*** Begin section ***
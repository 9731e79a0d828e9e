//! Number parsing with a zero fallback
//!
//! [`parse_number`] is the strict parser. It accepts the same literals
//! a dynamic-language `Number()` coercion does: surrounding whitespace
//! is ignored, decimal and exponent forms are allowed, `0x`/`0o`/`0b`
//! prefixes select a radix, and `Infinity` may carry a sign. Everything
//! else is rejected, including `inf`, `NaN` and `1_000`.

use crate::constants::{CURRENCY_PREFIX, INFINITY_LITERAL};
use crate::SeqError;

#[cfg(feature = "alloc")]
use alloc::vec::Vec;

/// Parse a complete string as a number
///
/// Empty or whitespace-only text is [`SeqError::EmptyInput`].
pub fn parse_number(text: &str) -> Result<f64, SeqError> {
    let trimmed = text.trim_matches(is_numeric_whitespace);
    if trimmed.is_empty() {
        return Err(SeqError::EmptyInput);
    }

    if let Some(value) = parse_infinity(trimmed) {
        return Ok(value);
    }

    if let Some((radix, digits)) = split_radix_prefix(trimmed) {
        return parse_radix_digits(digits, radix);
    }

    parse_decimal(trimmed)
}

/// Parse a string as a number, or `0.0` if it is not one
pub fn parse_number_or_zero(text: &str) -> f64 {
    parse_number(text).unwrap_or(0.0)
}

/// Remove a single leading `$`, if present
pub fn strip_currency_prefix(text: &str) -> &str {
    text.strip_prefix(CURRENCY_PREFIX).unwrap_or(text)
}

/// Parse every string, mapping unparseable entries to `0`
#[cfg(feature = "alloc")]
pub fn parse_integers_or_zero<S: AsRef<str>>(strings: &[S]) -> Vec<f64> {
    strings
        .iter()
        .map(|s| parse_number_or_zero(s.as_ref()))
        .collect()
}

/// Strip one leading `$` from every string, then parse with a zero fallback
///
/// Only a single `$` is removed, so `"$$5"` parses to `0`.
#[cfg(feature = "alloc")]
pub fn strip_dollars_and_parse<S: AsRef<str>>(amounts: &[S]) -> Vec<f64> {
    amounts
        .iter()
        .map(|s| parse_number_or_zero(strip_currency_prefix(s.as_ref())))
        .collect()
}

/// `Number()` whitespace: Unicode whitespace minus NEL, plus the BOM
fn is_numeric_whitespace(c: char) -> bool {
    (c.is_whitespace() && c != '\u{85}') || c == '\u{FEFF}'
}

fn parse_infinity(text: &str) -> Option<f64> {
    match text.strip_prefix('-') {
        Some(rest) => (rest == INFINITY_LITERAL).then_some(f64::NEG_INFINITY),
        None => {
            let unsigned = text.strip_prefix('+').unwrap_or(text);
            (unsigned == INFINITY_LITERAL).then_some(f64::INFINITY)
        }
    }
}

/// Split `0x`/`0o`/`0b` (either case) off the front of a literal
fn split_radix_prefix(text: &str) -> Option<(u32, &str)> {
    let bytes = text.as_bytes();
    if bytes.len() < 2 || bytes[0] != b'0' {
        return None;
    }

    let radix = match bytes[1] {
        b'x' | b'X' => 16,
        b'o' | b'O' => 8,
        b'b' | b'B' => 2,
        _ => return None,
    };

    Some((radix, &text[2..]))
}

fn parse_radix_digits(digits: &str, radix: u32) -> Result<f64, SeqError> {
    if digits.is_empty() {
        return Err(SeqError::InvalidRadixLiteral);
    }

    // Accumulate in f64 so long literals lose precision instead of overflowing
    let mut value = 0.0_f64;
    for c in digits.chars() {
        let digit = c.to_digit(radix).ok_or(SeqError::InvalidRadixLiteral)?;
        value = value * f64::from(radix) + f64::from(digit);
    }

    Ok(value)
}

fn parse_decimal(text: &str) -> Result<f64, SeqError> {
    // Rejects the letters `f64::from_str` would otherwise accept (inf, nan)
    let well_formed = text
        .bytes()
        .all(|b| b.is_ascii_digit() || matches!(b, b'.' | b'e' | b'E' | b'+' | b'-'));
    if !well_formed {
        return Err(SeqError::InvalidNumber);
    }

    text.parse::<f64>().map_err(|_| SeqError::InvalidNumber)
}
*** End section ***
*** Begin section ***
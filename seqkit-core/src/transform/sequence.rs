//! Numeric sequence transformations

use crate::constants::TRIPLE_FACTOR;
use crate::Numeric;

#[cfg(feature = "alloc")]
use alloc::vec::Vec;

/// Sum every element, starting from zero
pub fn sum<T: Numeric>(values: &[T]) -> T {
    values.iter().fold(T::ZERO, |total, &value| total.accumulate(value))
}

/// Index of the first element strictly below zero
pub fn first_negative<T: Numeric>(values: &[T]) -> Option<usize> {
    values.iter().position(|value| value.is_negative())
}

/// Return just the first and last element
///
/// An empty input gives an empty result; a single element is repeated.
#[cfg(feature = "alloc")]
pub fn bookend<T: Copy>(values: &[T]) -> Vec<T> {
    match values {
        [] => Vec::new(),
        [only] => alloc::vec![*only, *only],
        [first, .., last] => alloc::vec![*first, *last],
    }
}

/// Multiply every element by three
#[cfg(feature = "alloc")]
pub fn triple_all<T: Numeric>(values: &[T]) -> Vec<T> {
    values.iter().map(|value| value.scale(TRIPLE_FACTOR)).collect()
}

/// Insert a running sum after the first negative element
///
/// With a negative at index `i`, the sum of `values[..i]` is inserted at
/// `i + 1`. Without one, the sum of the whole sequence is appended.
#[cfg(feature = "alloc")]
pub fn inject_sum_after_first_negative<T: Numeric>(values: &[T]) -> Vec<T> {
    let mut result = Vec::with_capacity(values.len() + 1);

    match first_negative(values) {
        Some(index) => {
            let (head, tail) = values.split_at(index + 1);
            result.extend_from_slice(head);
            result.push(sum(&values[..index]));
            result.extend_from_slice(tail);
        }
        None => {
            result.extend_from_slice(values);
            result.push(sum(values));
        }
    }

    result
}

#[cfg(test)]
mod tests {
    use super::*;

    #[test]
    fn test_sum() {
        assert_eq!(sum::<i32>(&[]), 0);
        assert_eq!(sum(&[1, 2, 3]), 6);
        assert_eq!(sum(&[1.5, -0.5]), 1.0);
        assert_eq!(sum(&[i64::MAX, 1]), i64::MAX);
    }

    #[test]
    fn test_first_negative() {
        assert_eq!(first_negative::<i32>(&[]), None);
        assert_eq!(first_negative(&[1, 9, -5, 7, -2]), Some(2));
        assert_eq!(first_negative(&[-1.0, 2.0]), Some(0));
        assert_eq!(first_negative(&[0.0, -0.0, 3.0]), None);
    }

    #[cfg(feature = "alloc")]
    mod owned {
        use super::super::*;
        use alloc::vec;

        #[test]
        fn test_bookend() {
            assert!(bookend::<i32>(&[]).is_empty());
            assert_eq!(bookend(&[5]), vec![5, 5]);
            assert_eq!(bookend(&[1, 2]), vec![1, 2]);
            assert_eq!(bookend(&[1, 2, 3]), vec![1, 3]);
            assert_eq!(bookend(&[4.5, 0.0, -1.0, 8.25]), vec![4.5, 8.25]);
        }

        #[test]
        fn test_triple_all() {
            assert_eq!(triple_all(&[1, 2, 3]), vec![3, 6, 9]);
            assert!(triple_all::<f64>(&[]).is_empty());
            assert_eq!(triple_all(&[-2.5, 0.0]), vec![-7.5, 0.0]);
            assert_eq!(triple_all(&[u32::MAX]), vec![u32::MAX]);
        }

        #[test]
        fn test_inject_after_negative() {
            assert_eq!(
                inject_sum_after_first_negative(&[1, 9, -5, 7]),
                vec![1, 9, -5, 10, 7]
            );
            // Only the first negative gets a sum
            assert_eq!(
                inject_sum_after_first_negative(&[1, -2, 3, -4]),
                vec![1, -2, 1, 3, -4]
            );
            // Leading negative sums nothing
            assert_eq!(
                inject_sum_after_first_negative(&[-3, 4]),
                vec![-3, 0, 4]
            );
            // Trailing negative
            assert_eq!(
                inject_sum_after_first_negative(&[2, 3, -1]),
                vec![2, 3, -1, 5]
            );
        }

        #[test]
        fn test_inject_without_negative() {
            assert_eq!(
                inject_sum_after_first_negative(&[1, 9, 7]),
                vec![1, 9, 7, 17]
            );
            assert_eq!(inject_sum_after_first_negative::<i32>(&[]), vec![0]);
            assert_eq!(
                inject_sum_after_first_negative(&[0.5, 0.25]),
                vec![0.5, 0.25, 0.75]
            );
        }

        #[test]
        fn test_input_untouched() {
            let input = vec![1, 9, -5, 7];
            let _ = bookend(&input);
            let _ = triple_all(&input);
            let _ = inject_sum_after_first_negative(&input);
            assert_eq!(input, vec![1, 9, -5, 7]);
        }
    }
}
*** End section ***
**Exercise aim**
Please give back exactly the lines of this listing beginning at the line with "parse_decimal(trimmed)" and ending with the line with "let unsigned = text.strip_prefix('+').unwrap_or(text);", both included, and nothing else.

**Solution to the exercise**
    parse_decimal(trimmed)
}

/// Parse a string as a number, or `0.0` if it is not one
pub fn parse_number_or_zero(text: &str) -> f64 {
    parse_number(text).unwrap_or(0.0)
}

/// Remove a single leading `$`, if present
pub fn strip_currency_prefix(text: &str) -> &str {
    text.strip_prefix(CURRENCY_PREFIX).unwrap_or(text)
}

/// Parse every string, mapping unparseable entries to `0`
#[cfg(feature = "alloc")]
pub fn parse_integers_or_zero<S: AsRef<str>>(strings: &[S]) -> Vec<f64> {
    strings
        .iter()
        .map(|s| parse_number_or_zero(s.as_ref()))
        .collect()
}

/// Strip one leading `$` from every string, then parse with a zero fallback
///
/// Only a single `$` is removed, so `"$$5"` parses to `0`.
#[cfg(feature = "alloc")]
pub fn strip_dollars_and_parse<S: AsRef<str>>(amounts: &[S]) -> Vec<f64> {
    amounts
        .iter()
        .map(|s| parse_number_or_zero(strip_currency_prefix(s.as_ref())))
        .collect()
}

/// `Number()` whitespace: Unicode whitespace minus NEL, plus the BOM
fn is_numeric_whitespace(c: char) -> bool {
    (c.is_whitespace() && c != '\u{85}') || c == '\u{FEFF}'
}

fn parse_infinity(text: &str) -> Option<f64> {
    match text.strip_prefix('-') {
        Some(rest) => (rest == INFINITY_LITERAL).then_some(f64::NEG_INFINITY),
        None => {
            let unsigned = text.strip_prefix('+').unwrap_or(text);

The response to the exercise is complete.